For each biomarker, we fitted a Cox proportional hazards model with all-cause mortality as the outcome of interest, adjusted for sex and modeled using restricted cubic splines. We report hazard ratios from the sex-adjusted model with 95% confidence intervals.

All analyses were performed using Python v3.7 and the pandas data analysis library (v. 1.0.3, available at https://pandas.pydata.org/). Units were processed using the quantulum3 Python library (v. 0.7.3 available at https://pypi.org/project/quantulum3/).

Data availability

Unit conversions and mappings, entity type to UKB field mappings, and lists of Read v2 and CTV3 are provided in the Appendix and online https://github.com/spiros/ukb-biomarker-phenotypes.

The Read v2 to CTV3 mapping file is available from the NHS TRUD service online https://isd.digital.nhs.uk/trud3/user/guest/group/0/home. UKB data can be obtained following approval by applying to the UKB Access Management Committee https://bbams.ndph.ox.ac.uk/ams/. Data in this project were analyzed under protocol ref. 9922 which has been approved by the UKB.

RESULTS

Semi-supervised identification of relevant terms from clinical terminologies

Using the algorithm described previously, we initially identified 1651 Read v2 and CTV3 terms of which 1228 were automatically excluded. The majority of terms which were automatically excluded by the algorithm was due being marked as “semantically distant”, that is they did not share a parent term with the most frequently used term for that particular phenotype. Moreover, we processed 101 raw unit values recorded in the Scottish data and mapped them to 53 harmonized values. We additionally mapped Vision-specific lookup codes for units to standardized unit definitions (eg, MEA156 maps to mmol). Units were not systematically recorded across the biomarkers with variable levels of missingness: systolic and diastolic blood pressure had units missing in 78% records while FEV1 had units missing in 49%. In contrast, basophils, lymphocytes, monocytes, and eosinophils had units recorded for 95% of measurements.

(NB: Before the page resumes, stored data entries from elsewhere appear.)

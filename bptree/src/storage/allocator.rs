//! Page allocator using a free list threaded through unused pages.
//!
//! Page 0 holds the tree header. Every other page below `next_page_id` is
//! either a live node or a free page; free pages form a singly-linked list
//! whose head lives in the header. When the list runs dry the backing store
//! grows by a batch of pages, which are threaded into a fresh list.

use tracing::{debug, trace};

use crate::storage::header::{HeaderError, TreeHeader};
use crate::storage::io::{PageStore, StoreError};
use crate::storage::page::{
    NULL_PAGE, PAGE_SIZE, PAGE_SIZE_U64, PageBytes, PageHeader, PageId, PageType, page_range,
};

/// Pages added to the file each time the free list is exhausted.
pub const DEFAULT_GROWTH_BATCH: u64 = 1024;

/// Owner of the page store and the tree header.
///
/// All page access goes through `page` and `page_mut`, which validate the
/// page id against `next_page_id`. Slices returned by them borrow the
/// allocator, so they cannot be held across `allocate`, which may remap the
/// store.
#[derive(Debug)]
pub struct PageAllocator<S: PageStore> {
    store: S,
    header: TreeHeader,
    growth_batch: u64,
}

impl<S: PageStore> PageAllocator<S> {
    /// Open an allocator over `store`.
    ///
    /// An empty store is bootstrapped with a fresh header. A non-empty store
    /// must start with a valid header and be long enough to hold every page
    /// the header accounts for.
    pub fn open(mut store: S, growth_batch: u64) -> Result<Self, AllocatorError> {
        let size = store.size();
        let header = if size == 0 {
            store.resize(PAGE_SIZE_U64)?;
            let header = TreeHeader::new();
            header.write_to_page(&mut store.bytes_mut()[..PAGE_SIZE]);
            debug!("bootstrapped empty tree file");
            header
        } else {
            if size < PAGE_SIZE_U64 {
                return Err(HeaderError::Truncated {
                    file_size: size,
                    expected: PAGE_SIZE_U64,
                }
                .into());
            }
            let header = TreeHeader::from_page(&store.bytes()[..PAGE_SIZE])?;
            let required = header.next_page_id.saturating_mul(PAGE_SIZE_U64);
            if size < required {
                return Err(HeaderError::Truncated {
                    file_size: size,
                    expected: required,
                }
                .into());
            }
            debug!(
                root = header.root_page,
                height = header.height,
                keys = header.key_count,
                next_page_id = header.next_page_id,
                "opened existing tree file"
            );
            header
        };

        Ok(Self {
            store,
            header,
            growth_batch: growth_batch.max(1),
        })
    }

    /// Current tree header.
    #[must_use]
    pub const fn header(&self) -> &TreeHeader {
        &self.header
    }

    /// Apply `f` to the header and write the result through to page 0.
    pub fn update_header(&mut self, f: impl FnOnce(&mut TreeHeader)) {
        f(&mut self.header);
        let header = self.header;
        header.write_to_page(&mut self.store.bytes_mut()[..PAGE_SIZE]);
    }

    /// Number of pages added per growth step.
    #[must_use]
    pub const fn growth_batch(&self) -> u64 {
        self.growth_batch
    }

    /// Take a page off the free list, growing the file first if needed.
    ///
    /// The returned page is zeroed and counted as a live node.
    pub fn allocate(&mut self) -> Result<PageId, AllocatorError> {
        if self.header.free_list_head == NULL_PAGE {
            self.grow(self.growth_batch)?;
        }

        let page_id = self.header.free_list_head;
        let next_page_id = self.header.next_page_id;
        let page = self.page_mut(page_id)?;
        if PageHeader::page_type(page) != Ok(PageType::Free) {
            return Err(AllocatorError::CorruptFreeList { page_id });
        }
        let next_free = page.read_u64(PageHeader::NEXT_FREE_OFFSET);
        if next_free != NULL_PAGE && (next_free == 0 || next_free >= next_page_id) {
            return Err(AllocatorError::CorruptFreeList { page_id });
        }
        page.fill(0);

        self.update_header(|h| {
            h.free_list_head = next_free;
            h.node_count += 1;
        });
        trace!(page_id, "allocated page");
        Ok(page_id)
    }

    /// Return a live page to the free list.
    pub fn free(&mut self, page_id: PageId) -> Result<(), AllocatorError> {
        let head = self.header.free_list_head;
        let page = self.page_mut(page_id)?;
        if PageHeader::page_type(page) == Ok(PageType::Free) {
            return Err(AllocatorError::DoubleFree(page_id));
        }
        page.fill(0);
        page[PageHeader::TYPE_OFFSET] = PageType::Free as u8;
        page.write_u64(PageHeader::NEXT_FREE_OFFSET, head);

        self.update_header(|h| {
            h.free_list_head = page_id;
            h.node_count = h.node_count.saturating_sub(1);
        });
        trace!(page_id, "freed page");
        Ok(())
    }

    /// Extend the file by `count` pages and push them onto the free list.
    fn grow(&mut self, count: u64) -> Result<(), AllocatorError> {
        let start = self.header.next_page_id;
        let end = start
            .checked_add(count)
            .ok_or(AllocatorError::AddressSpaceExhausted)?;
        let new_size = end
            .checked_mul(PAGE_SIZE_U64)
            .ok_or(AllocatorError::AddressSpaceExhausted)?;

        // A previous growth may have extended the file without recording it.
        if new_size > self.store.size() {
            self.store.resize(new_size)?;
        }

        let old_head = self.header.free_list_head;
        let bytes = self.store.bytes_mut();
        for page_id in start..end {
            let page = &mut bytes[page_range(page_id)];
            page.fill(0);
            page[PageHeader::TYPE_OFFSET] = PageType::Free as u8;
            let next = if page_id + 1 < end { page_id + 1 } else { old_head };
            page.write_u64(PageHeader::NEXT_FREE_OFFSET, next);
        }

        self.update_header(|h| {
            h.next_page_id = end;
            h.free_list_head = start;
        });
        debug!(
            from = start,
            to = end,
            file_size = new_size,
            "grew tree file"
        );
        Ok(())
    }

    const fn check_range(&self, page_id: PageId) -> Result<(), AllocatorError> {
        if page_id == 0 || page_id >= self.header.next_page_id {
            return Err(AllocatorError::PageOutOfRange {
                page_id,
                next_page_id: self.header.next_page_id,
            });
        }
        Ok(())
    }

    /// Bytes of a node or free page.
    pub fn page(&self, page_id: PageId) -> Result<&[u8], AllocatorError> {
        self.check_range(page_id)?;
        Ok(&self.store.bytes()[page_range(page_id)])
    }

    /// Mutable bytes of a node or free page.
    pub fn page_mut(&mut self, page_id: PageId) -> Result<&mut [u8], AllocatorError> {
        self.check_range(page_id)?;
        Ok(&mut self.store.bytes_mut()[page_range(page_id)])
    }

    /// Length of the free list.
    ///
    /// Fails with `CorruptFreeList` if the list is longer than the number of
    /// pages in the file (a cycle) or links to a page that is not free.
    pub fn free_page_count(&self) -> Result<u64, AllocatorError> {
        let limit = self.header.next_page_id;
        let mut count = 0u64;
        let mut current = self.header.free_list_head;
        while current != NULL_PAGE {
            let page = self
                .page(current)
                .map_err(|_| AllocatorError::CorruptFreeList { page_id: current })?;
            if PageHeader::page_type(page) != Ok(PageType::Free) || count >= limit {
                return Err(AllocatorError::CorruptFreeList { page_id: current });
            }
            count += 1;
            current = page.read_u64(PageHeader::NEXT_FREE_OFFSET);
        }
        Ok(count)
    }

    /// Flush the backing store.
    pub fn flush(&mut self) -> Result<(), AllocatorError> {
        self.store.flush()?;
        Ok(())
    }

    /// The backing store.
    #[must_use]
    pub const fn store(&self) -> &S {
        &self.store
    }

    /// Consume the allocator and return its store.
    #[must_use]
    pub fn into_store(self) -> S {
        self.store
    }
}

/// Errors from the page allocator.
#[derive(Debug)]
pub enum AllocatorError {
    /// Backing store failure.
    Store(StoreError),
    /// Page 0 is not a valid tree header.
    Header(HeaderError),
    /// Page id is 0 or was never allocated.
    PageOutOfRange {
        page_id: PageId,
        next_page_id: PageId,
    },
    /// Attempt to free a page that is already on the free list.
    DoubleFree(PageId),
    /// Free list links to a page that is not free, or loops.
    CorruptFreeList { page_id: PageId },
    /// Page ids would overflow the file offset space.
    AddressSpaceExhausted,
}

impl std::fmt::Display for AllocatorError {
    fn fmt(&self, f: &mut std::fmt::Formatter<'_>) -> std::fmt::Result {
        match self {
            Self::Store(e) => write!(f, "storage error: {e}"),
            Self::Header(e) => write!(f, "invalid tree header: {e}"),
            Self::PageOutOfRange {
                page_id,
                next_page_id,
            } => write!(
                f,
                "page {page_id} out of range (valid pages: 1..{next_page_id})"
            ),
            Self::DoubleFree(page_id) => write!(f, "page {page_id} is already free"),
            Self::CorruptFreeList { page_id } => {
                write!(f, "free list is corrupt at page {page_id}")
            }
            Self::AddressSpaceExhausted => write!(f, "page id space exhausted"),
        }
    }
}

impl std::error::Error for AllocatorError {
    fn source(&self) -> Option<&(dyn std::error::Error + 'static)> {
        match self {
            Self::Store(e) => Some(e),
            Self::Header(e) => Some(e),
            _ => None,
        }
    }
}

impl From<StoreError> for AllocatorError {
    fn from(e: StoreError) -> Self {
        Self::Store(e)
    }
}

impl From<HeaderError> for AllocatorError {
    fn from(e: HeaderError) -> Self {
        Self::Header(e)
    }
}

Algorithm accuracy evaluation using clinical experts

Clinical experts reviewed the lists of terms for the phenotypes and manually included terms which were incorrectly flagged for exclusion (false negatives) and conversely removed terms which were incorrectly marked for inclusion (false positives). Specifically, 44 additional terms were manually included and 103 terms that had been retained by algorithm were excluded across all phenotypes. This resulted in a final set of 364 unique Read terms, which were used to extract data (Figure 2). The overall sensitivity of our approach was 0.89, while the overall specificity was 0.92. We calculated sensitivity and specificity estimates for each phenotype and report these in Supplementary Table S2. In summary, we observed the lowest sensitivity (0.6), that is the highest number of Read terms incorrectly excluded by the algorithm (false negatives) in the glucose phenotype. This was due to the fact that Read v2 terms used to record values did not share a common parent term and were distributed across different branches of the ontology, for example “44g.00 Plasma glucose level” and “44TA.00 Plasma glucose”. We observed the lowest specificity estimate (false positives) (0.66) in the red blood cell phenotype where terms related to nucleated red blood cell measurements were included. A similar pattern in terms of specificity was also observed in the FEV1 where the initial pool included terms for predicted/expected measurements, post bronchodilation values or terms related to other relevant but not exact measurements (eg, FVC).

Figure 2.

Figure 2.

Flow diagram showing the number of Read v2 and CTV3 terms identified by the algorithm and subsequent inclusions and exclusions performed through expert review. CTV3: Clinical Terms Version 3.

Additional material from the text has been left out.